The research team looked at 14 commonly available masks or masks alternatives, one patch of mask material, and a professionally fit-tested N95 mask. It found that the top five types for keeping droplet spray to a minimum (under 0.2 relative droplet count) are:
- Fitted N95 mask
- Surgical mask
- Poly/cotton mask
- Polypropylene mask
- A swath of polypropylene material
Four two-layer cotton pleated masks, a one one-layer cotton pleated mask and a knitted mask were found to be relatively helpful at minimizing spray, coming in at less than 0.4 relative droplet count.
The study also highlighted the types of face coverings that are not helpful in mitigating droplet spread and brought up many considerations for workers on construction jobsites, especially those who prefer to wear lightweight masks such as neck gaiters. These were found to disperse the largest droplets into a multitude of smaller droplets.

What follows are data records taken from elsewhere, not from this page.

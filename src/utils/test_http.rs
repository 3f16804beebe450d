//! A one-shot HTTP server on localhost for exercising the real clients.

use std::io::{self, Read, Write};
use std::net::{TcpListener, TcpStream};
use std::sync::{Arc, Mutex};
use std::thread::{self, JoinHandle};

pub(crate) struct TestServer {
    pub url: String,
    requests: Arc<Mutex<Vec<String>>>,
    handle: Option<JoinHandle<()>>,
}

impl TestServer {
    /// Serve the canned `(status, body)` replies in order, one per
    /// connection, then stop.
    pub(crate) fn serve(replies: Vec<(u16, &'static str)>) -> io::Result<TestServer> {
        let listener = TcpListener::bind("127.0.0.1:0")?;
        let url = format!("http://{}/", listener.local_addr()?);
        let requests = Arc::new(Mutex::new(Vec::new()));
        let seen = requests.clone();
        let handle = thread::spawn(move || {
            for (status, body) in replies {
                let Ok((mut stream, _)) = listener.accept() else {
                    return;
                };
                if let Ok(request) = read_request(&mut stream) {
                    if let Ok(mut seen) = seen.lock() {
                        seen.push(request);
                    }
                }
                let _ = write!(
                    stream,
                    "HTTP/1.1 {} X\r\nContent-Length: {}\r\nConnection: close\r\n\r\n{}",
                    status,
                    body.len(),
                    body
                );
                let _ = stream.flush();
            }
        });
        Ok(TestServer {
            url,
            requests,
            handle: Some(handle),
        })
    }

    /// Raw text of the requests received so far, head and body.
    pub(crate) fn requests(&self) -> Vec<String> {
        self.requests.lock().map(|r| r.clone()).unwrap_or_default()
    }
}

impl Drop for TestServer {
    fn drop(&mut self) {
        // unblock `accept` if some replies were never asked for
        if let Some(handle) = self.handle.take() {
            while !handle.is_finished() {
                if TcpStream::connect(self.url.trim_start_matches("http://").trim_end_matches('/')).is_err() {
                    break;
                }
            }
            let _ = handle.join();
        }
    }
}

fn read_request(stream: &mut TcpStream) -> io::Result<String> {
    let mut buf = Vec::new();
    let mut chunk = [0u8; 4096];
    let head_end = loop {
        let n = stream.read(&mut chunk)?;
        if n == 0 {
            return Ok(String::from_utf8_lossy(&buf).to_string());
        }
        buf.extend_from_slice(&chunk[..n]);
        if let Some(i) = buf.windows(4).position(|w| w == b"\r\n\r\n") {
            break i + 4;
        }
    };
    let head = String::from_utf8_lossy(&buf[..head_end]).to_ascii_lowercase();
    let length = head
        .lines()
        .find_map(|l| l.strip_prefix("content-length:"))
        .and_then(|v| v.trim().parse::<usize>().ok())
        .unwrap_or(0);
    while buf.len() < head_end + length {
        let n = stream.read(&mut chunk)?;
        if n == 0 {
            break;
        }
        buf.extend_from_slice(&chunk[..n]);
    }
    Ok(String::from_utf8_lossy(&buf).to_string())
}
use std::fs::{self, File, OpenOptions};
use std::io::{self, Write};
use std::path::Path;
use std::sync::Mutex;

use log::{Level, LevelFilter};

/// Where the pipelines report what they are doing.  Components get one of
/// these handed in instead of reaching for the `log` macros, so a test can
/// look at exactly what was reported.
pub trait EventLog: Send + Sync {
    fn log(&self, level: Level, message: &str);

    fn debug(&self, message: &str) {
        self.log(Level::Debug, message)
    }

    fn info(&self, message: &str) {
        self.log(Level::Info, message)
    }

    fn warn(&self, message: &str) {
        self.log(Level::Warn, message)
    }

    fn error(&self, message: &str) {
        self.log(Level::Error, message)
    }
}

/// Forward events to the `log` facade under a fixed target.
pub struct FacadeLog {
    target: &'static str,
}

impl FacadeLog {
    pub fn new(target: &'static str) -> Self {
        FacadeLog { target }
    }
}

impl EventLog for FacadeLog {
    fn log(&self, level: Level, message: &str) {
        log::log!(target: self.target, level, "{}", message);
    }
}

/// Keep events in memory.
#[derive(Default)]
pub struct MemoryLog {
    entries: Mutex<Vec<(Level, String)>>,
}

impl MemoryLog {
    pub fn new() -> Self {
        Self::default()
    }

    pub fn entries(&self) -> Vec<(Level, String)> {
        match self.entries.lock() {
            Ok(entries) => entries.clone(),
            Err(poisoned) => poisoned.into_inner().clone(),
        }
    }

    /// All messages logged at exactly this level, oldest first.
    pub fn messages(&self, level: Level) -> Vec<String> {
        self.entries()
            .into_iter()
            .filter(|(l, _)| *l == level)
            .map(|(_, m)| m)
            .collect()
    }
}

impl EventLog for MemoryLog {
    fn log(&self, level: Level, message: &str) {
        if let Ok(mut entries) = self.entries.lock() {
            entries.push((level, message.to_string()));
        }
    }
}

/// Copy every formatted log line to the console stream and to a file.
struct Tee<W> {
    console: W,
    file: File,
}

impl Tee<io::Stderr> {
    /// env_logger writes to stderr by default, keep doing so.
    fn stderr(file: File) -> Self {
        Tee {
            console: io::stderr(),
            file,
        }
    }
}

impl<W: Write> Write for Tee<W> {
    fn write(&mut self, buf: &[u8]) -> io::Result<usize> {
        self.console.write_all(buf)?;
        self.file.write_all(buf)?;
        Ok(buf.len())
    }

    fn flush(&mut self) -> io::Result<()> {
        self.console.flush()?;
        self.file.flush()
    }
}

/// Set up `env_logger` at level Info (`RUST_LOG` overrides it).  If a log file
/// is given, lines are appended to it as well as printed.
pub fn init_logging(log_file: Option<&Path>) -> io::Result<()> {
    let mut builder = env_logger::Builder::new();
    builder.filter_level(LevelFilter::Info).parse_default_env();
    if let Some(path) = log_file {
        if let Some(dir) = path.parent() {
            if !dir.as_os_str().is_empty() {
                fs::create_dir_all(dir)?;
            }
        }
        let file = OpenOptions::new().create(true).append(true).open(path)?;
        builder.target(env_logger::Target::Pipe(Box::new(Tee::stderr(file))));
    }
    builder.try_init().map_err(io::Error::other)
}

#[cfg(test)]
mod tests {
    use super::*;

    #[test]
    fn memory_log_keeps_order_and_levels() {
        let log = MemoryLog::new();
        log.info("starting");
        log.warn("2025-03-15 is a weekend");
        log.error("download failed");
        log.info("done");
        assert_eq!(log.entries().len(), 4);
        assert_eq!(log.messages(Level::Info), vec!["starting", "done"]);
        assert_eq!(log.messages(Level::Error), vec!["download failed"]);
        assert!(log.messages(Level::Debug).is_empty());
    }

    #[test]
    fn tee_writes_both_sides() -> Result<(), Box<dyn std::error::Error>> {
        let dir = tempfile::tempdir()?;
        let path = dir.path().join("sgx.log");
        let file = OpenOptions::new().create(true).append(true).open(&path)?;
        let mut tee = Tee {
            console: Vec::new(),
            file,
        };
        writeln!(tee, "[INFO] staged 1 file(s)")?;
        tee.flush()?;
        assert_eq!(tee.console, b"[INFO] staged 1 file(s)\n");
        assert_eq!(fs::read_to_string(&path)?, "[INFO] staged 1 file(s)\n");
        Ok(())
    }

    #[test]
    fn facade_log_does_not_need_a_logger() {
        // no logger installed, events are silently dropped
        let log = FacadeLog::new("sgx_ticks::test");
        log.info("hello");
        log.debug("world");
    }
}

“Considering that smaller particles are airborne longer than large droplets (larger droplets sink faster), the use of such a mask might be counterproductive,” the researchers wrote.
Furthermore, the study found that valved N95 masks, which are commonly used in construction, can decrease the protection of those surrounding the wearer.
“Such a valve allows air to move from the wearer’s mouth and nose through the mask without going through the main filter,” the study said. “While this may make exhaling easier, at the same time, it may permit viruses to get on through to the other side.”
In the construction industry, face coverings to prevent the spread of COVID-19 are recommended and even required on most jobsites and 67% of respondents to a recent Construction Dive survey said that they are an important means of protection.
While construction pros said they see the need for face coverings on jobsites, they don’t always like having to wear one. Drawbacks include that they can make the wearer feel hot and tend to fog eyeglasses and safety goggles. Other reasons mentioned were that they make it hard to breathe during strenuous activities, they can fall apart, and they irritate the skin behind the ears.
Despite the new findings from the droplet study, the researchers said that because COVID-19 is such a new disease there is still much to be learned about how it is transmitted.
“Determining mask efficacy is a complex topic that is still an active field of research, made even more complicated because the infection pathways for COVID-19 are not yet fully understood and are complicated by many factors such as the route of transmission, correct fit and usage of masks, and environmental variables,” they said.